My question, looking at the plot, is there any mathematical procedure to directly “project” the original dataset in a way that the correlation between the input and output variables is minimized? Is there any math trick to avoid the use of the regression technique on all the example datasets to obtain a similar result?
My written expression is not the best so please feel free to comment the question if you need further explanations.
Any code is welcomed but python (pandas, numpy, etc.) and Matlab are preferred. Theoretical explanations are also very welcomed.
Please allow me to paraphrase your question to make sure I get your question right.
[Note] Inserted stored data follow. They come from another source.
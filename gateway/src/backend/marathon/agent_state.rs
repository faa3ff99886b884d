//! Container names from the Mesos agent
//!
//! Marathon does not expose the Docker container a task runs in, but the
//! Mesos agent on the task's host does (`/state.json`). The lookup only
//! feeds log metadata: any failure yields `None` and never fails the
//! calling operation. Callers fetch each host's state once and resolve all
//! of its tasks against it.

use std::time::Duration;

use reqwest::Client;
use serde::Deserialize;
use tracing::debug;

use crate::errors::GatewayError;
use crate::models::StringMap;

/// Name of the Marathon framework in the agent state
const MARATHON_FRAMEWORK: &str = "marathon";

#[derive(Debug, Default, Deserialize)]
pub struct AgentState {
    #[serde(default)]
    pub frameworks: Vec<Framework>,
}

#[derive(Debug, Default, Deserialize)]
pub struct Framework {
    #[serde(default)]
    pub name: String,
    #[serde(default)]
    pub executors: Vec<Executor>,
}

#[derive(Debug, Default, Deserialize)]
pub struct Executor {
    #[serde(default)]
    pub id: String,
    #[serde(default)]
    pub container: String,
    #[serde(default)]
    pub tasks: Vec<AgentTask>,
}

#[derive(Debug, Default, Deserialize)]
pub struct AgentTask {
    #[serde(default)]
    pub slave_id: String,
}

impl AgentState {
    /// Docker container name of the executor running `task_id`
    pub fn container_name(&self, task_id: &str) -> Option<String> {
        let executor = self
            .frameworks
            .iter()
            .filter(|f| f.name == MARATHON_FRAMEWORK)
            .flat_map(|f| f.executors.iter())
            .find(|e| e.id == task_id)?;

        let slave_id = executor
            .tasks
            .first()
            .map(|t| t.slave_id.as_str())
            .unwrap_or_default();

        Some(format!("mesos-{}.{}", slave_id, executor.container))
    }
}

/// Unauthenticated client for the agents' introspection port
#[derive(Debug, Clone)]
pub struct AgentClient {
    client: Client,
    port: u16,
    log_search_pattern: Option<String>,
}

impl AgentClient {
    pub fn new(
        port: u16,
        timeout: Duration,
        log_search_pattern: Option<String>,
    ) -> Result<Self, GatewayError> {
        let client = Client::builder()
            .timeout(timeout)
            .build()
            .map_err(|e| GatewayError::ConfigError(format!("cannot build agent client: {}", e)))?;

        Ok(Self {
            client,
            port,
            log_search_pattern,
        })
    }

    /// State of the agent on `host`, `None` when it cannot be asked
    pub async fn fetch(&self, host: &str) -> Option<AgentState> {
        let url = format!("http://{}:{}/state.json", host, self.port);
        debug!("GET {}", url);

        let result: Result<AgentState, GatewayError> = async {
            self.client
                .get(&url)
                .send()
                .await
                .and_then(|r| r.error_for_status())
                .map_err(|e| GatewayError::from_transport(&url, e))?
                .json()
                .await
                .map_err(|e| GatewayError::from_transport(&url, e))
        }
        .await;

        result
            .inspect_err(|e| debug!("Agent state lookup on {} failed: {}", host, e))
            .ok()
    }

    /// Log metadata for a task; empty when its agent gave no answer
    pub fn log_info(&self, state: Option<&AgentState>, host: &str, task_id: &str) -> StringMap {
        match state.and_then(|state| state.container_name(task_id)) {
            Some(container) => self.build_log_info(host, container),
            None => {
                debug!("No container known for task {} on {}", task_id, host);
                StringMap::new()
            }
        }
    }

    fn build_log_info(&self, host: &str, container: String) -> StringMap {
        let mut info = StringMap::new();
        if let Some(pattern) = &self.log_search_pattern {
            let short_host = host.split('.').next().unwrap_or(host);
            let url = pattern
                .replace("{container}", &container)
                .replace("{host}", short_host);
            info.insert("remoteURL".to_string(), url);
        }
        info.insert("containerName".to_string(), container);
        info
    }
}
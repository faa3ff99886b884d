//! Domain model
//!
//! Value types exchanged between the gateway facade and the backends. The
//! wire-facing types live in `openapi-server` and are re-exported here.

pub mod deployment;

pub use deployment::{
    Action, ArtifactRequest, BaseRequest, DeploymentRequest, Identity, LabelFilter, ScaleRequest,
};
pub use openapi_server::models::{
    Artifact, Container, DeploymentSpec, PortType, Replica, StringMap, Volume,
};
Suppose you have 1 million data entries. Each entry consists of three inputs $X_1$, $X_2$, $X_3$ and one output $Y$. One of the three inputs, $X_1$, is a noise. You want to find the relation between $X_1$ and $Y$. So you can remove the impact of $X_1$ on $Y$.
Let's use a simplified example, $Y = 2X_1 + 3X_2 + 4X_3$ If you update each of the 1 million entries with: $Y_{new} = Y - 2X_1$
Now you can examine the updated 1 million entries to find the relation between input $X_2$, $X_3$ and $Y_{new}$: $Y_{new} = 3X_2 + 4X_3$
The relation between $X_1$ and $Y$ can be computed with different algorithms, such as regression, decision tree. How to measure which algorithm generates the best result, i.e. truly reflects the relation between $X_1$ and $Y$ hence removes the impact of $X_1$ on $Y$ as much as possible?
The problem you're solving is an interesting one. I would use a free tool such as Knime to find out which algorithm generates the best result in modeling the relation between $X_1$ and $Y$. It's faster than coding in Python or Matlab.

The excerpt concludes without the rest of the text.